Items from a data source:
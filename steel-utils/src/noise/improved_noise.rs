//! Single-octave 3D gradient noise, the building block of [`super::PerlinNoise`].

use crate::random::Random;

use super::{
    floor, lerp3,
    lattice::{Lattice, grad_dot},
    smoothstep,
};

/// Cube corners in `lerp3` argument order: x varies fastest, then y, then z.
const CORNERS: [[i32; 3]; 8] = [
    [0, 0, 0],
    [1, 0, 0],
    [0, 1, 0],
    [1, 1, 0],
    [0, 0, 1],
    [1, 0, 1],
    [0, 1, 1],
    [1, 1, 1],
];

/// One octave of Perlin noise over a seeded lattice.
#[derive(Debug, Clone)]
pub struct ImprovedNoise {
    lattice: Lattice,
}

impl ImprovedNoise {
    /// Creates a new `ImprovedNoise` from a random source.
    pub fn new<R: Random>(random: &mut R) -> Self {
        Self {
            lattice: Lattice::new(random),
        }
    }

    /// Offset added to every sample position.
    #[must_use]
    pub const fn origin(&self) -> [f64; 3] {
        self.lattice.origin
    }

    /// Samples the noise at `(x, y, z)`.
    #[inline]
    #[must_use]
    pub fn noise(&self, x: f64, y: f64, z: f64) -> f64 {
        self.noise_with_y_params(x, y, z, 0.0, 0.0)
    }

    /// Samples with vertical smearing: the y offset used for the gradients is
    /// snapped down to a multiple of `y_scale`, capped at `y_max` when that is
    /// non-negative. A zero `y_scale` disables it.
    #[must_use]
    pub fn noise_with_y_params(&self, x: f64, y: f64, z: f64, y_scale: f64, y_max: f64) -> f64 {
        let [xo, yo, zo] = self.lattice.origin;
        let (x, y, z) = (x + xo, y + yo, z + zo);
        let cell = [floor(x), floor(y), floor(z)];
        let local = [
            x - f64::from(cell[0]),
            y - f64::from(cell[1]),
            z - f64::from(cell[2]),
        ];

        let smear = if y_scale == 0.0 {
            0.0
        } else {
            let limit = if (0.0..local[1]).contains(&y_max) {
                y_max
            } else {
                local[1]
            };
            // 1.0E-7F in the game, a float widened to double.
            f64::from(floor(limit / y_scale + f64::from(1.0e-7_f32))) * y_scale
        };

        self.blend_corners(cell, [local[0], local[1] - smear, local[2]], local[1])
    }

    /// Trilinear blend of the eight corner gradients. The y fade uses the
    /// unsmeared offset.
    fn blend_corners(&self, cell: [i32; 3], offset: [f64; 3], fade_y: f64) -> f64 {
        let lattice = &self.lattice;
        let mut values = [0.0; 8];
        for (value, [cx, cy, cz]) in values.iter_mut().zip(CORNERS) {
            let hash = lattice.hash(
                lattice.hash(lattice.hash(cell[0] + cx) + cell[1] + cy) + cell[2] + cz,
            );
            *value = grad_dot(
                hash,
                offset[0] - f64::from(cx),
                offset[1] - f64::from(cy),
                offset[2] - f64::from(cz),
            );
        }

        let [v000, v100, v010, v110, v001, v101, v011, v111] = values;
        lerp3(
            smoothstep(offset[0]),
            smoothstep(fade_y),
            smoothstep(offset[2]),
            v000,
            v100,
            v010,
            v110,
            v001,
            v101,
            v011,
            v111,
        )
    }
}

• Your assignment:
Each line from the one containing "lattice.hash(lattice.hash(cell[0] + cx)" to the final line of the entries above must be returned exactly, and no other line may appear.

• Expected answer:
                lattice.hash(lattice.hash(cell[0] + cx) + cell[1] + cy) + cell[2] + cz,
            );
            *value = grad_dot(
                hash,
                offset[0] - f64::from(cx),
                offset[1] - f64::from(cy),
                offset[2] - f64::from(cz),
            );
        }

        let [v000, v100, v010, v110, v001, v101, v011, v111] = values;
        lerp3(
            smoothstep(offset[0]),
            smoothstep(fade_y),
            smoothstep(offset[2]),
            v000,
            v100,
            v010,
            v110,
            v001,
            v101,
            v011,
            v111,
        )
    }
}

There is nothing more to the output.